To avoid specifics in this post, we’ll just say it was a spoiler that was categorically denied (or worded very carefully to make it sound like a categorical denial) by the principal involved and 007 FAN SITES TOOK THE DENIAL SERIOUSLY. Now, it turns out….well, we said we wouldn’t tell you because, well, it’s a spoiler.

The internet has increased the difficulty in remaining spoiler free. This, in turn, has made some fans more and more angry about spoilers.

Back in the early ’90s, just as internet message boards were getting popular, somebody wrote a post on the old Prodigy system about Alien 3. It’s title? “ALIEN 3 — RIPLEY DIES!” Responses quickly were written urging new laws to prevent this sort of thing. Those were among the milder of the responses.

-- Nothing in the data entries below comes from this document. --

//! Operator authentication for the monitoring surface. HS256 bearer tokens
//! with issuer/audience validation; tokens are minted out-of-band, so there
//! is no login flow here.

use crate::app_state::AppState;
use axum::extract::{Request, State};
use axum::middleware::Next;
use axum::response::{IntoResponse, Response};
use chrono::{Duration, Utc};
use http::HeaderMap;
use jsonwebtoken::{decode, encode, Algorithm, DecodingKey, EncodingKey, Header, Validation};
use payhook_primitives::error::ApiError;
use secrecy::ExposeSecret;
use serde::{Deserialize, Serialize};
use std::sync::Arc;
use tracing::error;
use uuid::Uuid;

#[derive(Clone, Debug, Serialize, Deserialize)]
pub struct Claims {
    pub sub: String, // operator id
    pub exp: i64,    // expiration time
    pub iat: i64,    // issued at
    pub iss: String,
    pub aud: String,
    pub jti: String,
}

pub struct SecurityConfig;

impl SecurityConfig {
    pub fn create_token(
        config: &payhook_primitives::models::config::AppConfig,
        operator: &str,
    ) -> Result<String, ApiError> {
        let now = Utc::now();
        let details = &config.operator_details;

        let claims = Claims {
            sub: operator.to_string(),
            iat: now.timestamp(),
            exp: (now + Duration::hours(details.jwt_expiration_hours)).timestamp(),
            iss: details.jwt_issuer.clone(),
            aud: details.jwt_audience.clone(),
            jti: Uuid::new_v4().to_string(),
        };

        let mut header = Header::new(Algorithm::HS256);
        header.typ = Some("JWT".to_string());

        encode(
            &header,
            &claims,
            &EncodingKey::from_secret(details.jwt_secret.expose_secret().as_bytes()),
        )
        .map_err(|e| {
            error!("JWT encoding error: {}", e);
            ApiError::Auth("Token creation failed".into())
        })
    }

    fn extract_bearer_token(headers: &HeaderMap) -> Result<String, ApiError> {
        let auth_header = headers
            .get("Authorization")
            .ok_or_else(|| ApiError::Auth("Missing Authorization header".into()))?
            .to_str()
            .map_err(|_| ApiError::Auth("Invalid Authorization header".into()))?;

        let token = auth_header
            .strip_prefix("Bearer ")
            .ok_or_else(|| ApiError::Auth("Invalid Authorization header".into()))?
            .trim();

        if token.is_empty() {
            return Err(ApiError::Auth("Invalid Authorization header".into()));
        }

        Ok(token.to_string())
    }

    pub fn verify_token(
        config: &payhook_primitives::models::config::AppConfig,
        token: &str,
    ) -> Result<Claims, ApiError> {
        let details = &config.operator_details;

        let mut validation = Validation::new(Algorithm::HS256);
        validation.set_issuer(&[details.jwt_issuer.as_str()]);
        validation.set_audience(&[details.jwt_audience.as_str()]);
        validation.validate_exp = true;

        decode::<Claims>(
            token,
            &DecodingKey::from_secret(details.jwt_secret.expose_secret().as_bytes()),
            &validation,
        )
        .map(|data| data.claims)
        .map_err(|_| ApiError::Auth("Invalid or expired token".into()))
    }

    pub async fn auth_middleware(
        State(state): State<Arc<AppState>>,
        mut req: Request,
        next: Next,
    ) -> Result<Response, Response> {
        let token =
            Self::extract_bearer_token(req.headers()).map_err(|e| e.into_response())?;

        let claims =
            Self::verify_token(&state.config, &token).map_err(|e| e.into_response())?;

        req.extensions_mut().insert(claims);
        Ok(next.run(req).await)
    }
}
use diesel::r2d2::{ConnectionManager, Pool};
use diesel::PgConnection;
use diesel_migrations::{embed_migrations, EmbeddedMigrations, MigrationHarness};
use eyre::{eyre, Report};
use payhook_core::stores::postgres::DbPool;
use secrecy::{ExposeSecret, SecretString};
use std::env;
use std::time::Duration;
use tracing::info;

const MIGRATIONS: EmbeddedMigrations = embed_migrations!();

pub fn create_db_pool() -> Result<DbPool, Report> {
    let db_url = SecretString::new(Box::from(
        env::var("DATABASE_URL").map_err(|_| eyre!("DATABASE_URL must be set"))?,
    ));

    let manager = ConnectionManager::<PgConnection>::new(db_url.expose_secret());

    let pool = Pool::builder()
        .max_size(20)
        .min_idle(Some(2))
        .connection_timeout(Duration::from_secs(8))
        .idle_timeout(Some(Duration::from_secs(300)))
        .max_lifetime(Some(Duration::from_secs(1800))) // 30 minutes
        .test_on_check_out(true)
        .build(manager)?;

    info!("PostgreSQL connection pool created (max_size: 20)");

    Ok(pool)
}

pub fn run_migrations(pool: &DbPool) -> Result<(), Report> {
    let mut conn = pool.get()?;
    let applied = conn
        .run_pending_migrations(MIGRATIONS)
        .map_err(|e| eyre!("Failed to run migrations: {e}"))?;

    if applied.is_empty() {
        info!("Database schema up to date");
    } else {
        info!("Applied {} pending migrations", applied.len());
    }
    Ok(())
}
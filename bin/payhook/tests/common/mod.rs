#![allow(dead_code)]

use axum::Router;
use hmac::{Hmac, Mac};
use payhook_core::app_state::{AppState, Stores};
use payhook_primitives::models::config::allowlist_details::AllowlistInfo;
use payhook_primitives::models::config::gateway_details::GatewayInfo;
use payhook_primitives::models::config::limit_details::LimitInfo;
use payhook_primitives::models::config::operator_details::OperatorInfo;
use payhook_primitives::models::config::{AppConfig, AppEnv};
use payhook_primitives::models::entities::order::{NewOrder, Order};
use secrecy::SecretString;
use serde_json::{json, Value};
use sha2::Sha256;
use std::sync::Arc;

pub const WEBHOOK_SECRET: &str = "test_gateway_webhook_secret";
pub const SIGNATURE_HEADER: &str = "x-gateway-signature";

/// Configuration mirroring a deployed instance, pointed at nothing.
pub fn test_config(environment: AppEnv) -> AppConfig {
    AppConfig {
        environment,
        gateway_details: GatewayInfo {
            webhook_secret: Some(SecretString::new(WEBHOOK_SECRET.into())),
            signature_header: SIGNATURE_HEADER.to_string(),
        },
        allowlist_details: AllowlistInfo::defaults().expect("default allowlist ranges parse"),
        limit_details: LimitInfo::default(),
        operator_details: OperatorInfo {
            jwt_secret: SecretString::new("test_secret_key_minimum_32_characters_long".into()),
            jwt_expiration_hours: 2,
            jwt_issuer: "payhook".to_string(),
            jwt_audience: "payhook_ops".to_string(),
        },
    }
}

pub fn create_test_app_state() -> Arc<AppState> {
    AppState::new(Stores::in_memory(), test_config(AppEnv::Test))
}

#[allow(dead_code)]
pub fn create_test_app_state_with(config: AppConfig) -> Arc<AppState> {
    AppState::new(Stores::in_memory(), config)
}

pub fn create_test_app(state: Arc<AppState>) -> Router {
    payhook_api::app::create_router(state)
}

/// Signature the gateway would send for `body`.
pub fn sign_body(body: &[u8]) -> String {
    let mut mac = Hmac::<Sha256>::new_from_slice(WEBHOOK_SECRET.as_bytes()).unwrap();
    mac.update(body);
    hex::encode(mac.finalize().into_bytes())
}

pub fn webhook_body(reference: &str, status: &str, amount: &str) -> Vec<u8> {
    serde_json::to_vec(&json!({
        "Reference": reference,
        "Status": status,
        "Amount": amount,
    }))
    .unwrap()
}

#[allow(dead_code)]
pub fn webhook_body_with_tx(reference: &str, status: &str, amount: &str, tx: &str) -> Vec<u8> {
    serde_json::to_vec(&json!({
        "Reference": reference,
        "Status": status,
        "Amount": amount,
        "TransactionID": tx,
    }))
    .unwrap()
}

pub async fn seed_order(
    state: &Arc<AppState>,
    reference: &str,
    total_amount_minor_units: i64,
) -> Order {
    state
        .stores
        .orders
        .insert(NewOrder::unpaid(reference, total_amount_minor_units))
        .await
        .expect("seed order")
}

#[allow(dead_code)]
pub async fn deliver(
    server: &axum_test::TestServer,
    body: &[u8],
) -> (http::StatusCode, Value) {
    let response = server
        .post("/webhook")
        .add_header(SIGNATURE_HEADER, sign_body(body))
        .bytes(body.to_vec().into())
        .await;
    let status = response.status_code();
    (status, response.json())
}

#[allow(dead_code)]
pub fn operator_token(state: &Arc<AppState>) -> String {
    payhook_core::security::SecurityConfig::create_token(&state.config, "ops-tester")
        .expect("mint operator token")
}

It has continued since. Some folks get concerned when you give away the ending of an old movie. They don’t necessarily get upset if you mention that Rosebud is the name of the sled, but will (with a straight face) object to talking about the ending of an eight-year-old film such as Layer Cake (which has a major connection to Skyfall; we won’t tell you what it is, because it’s a spoiler).

At one time, the 007 movies didn’t seem too concerned about spoilers; soundtracks had titles such as “Death of Fiona” or “Death of Aki” among their tracks.

Skyfall’s publicity has been different, with references to all the twists in the film’s story and thus it had to be hush-hush. On the other hand, there was a press preview two weeks before Skyfall was scheduled to be shown in U.K. While most of the critics who have written about the film have been restrained with plot details, it’s hard not to give anything away.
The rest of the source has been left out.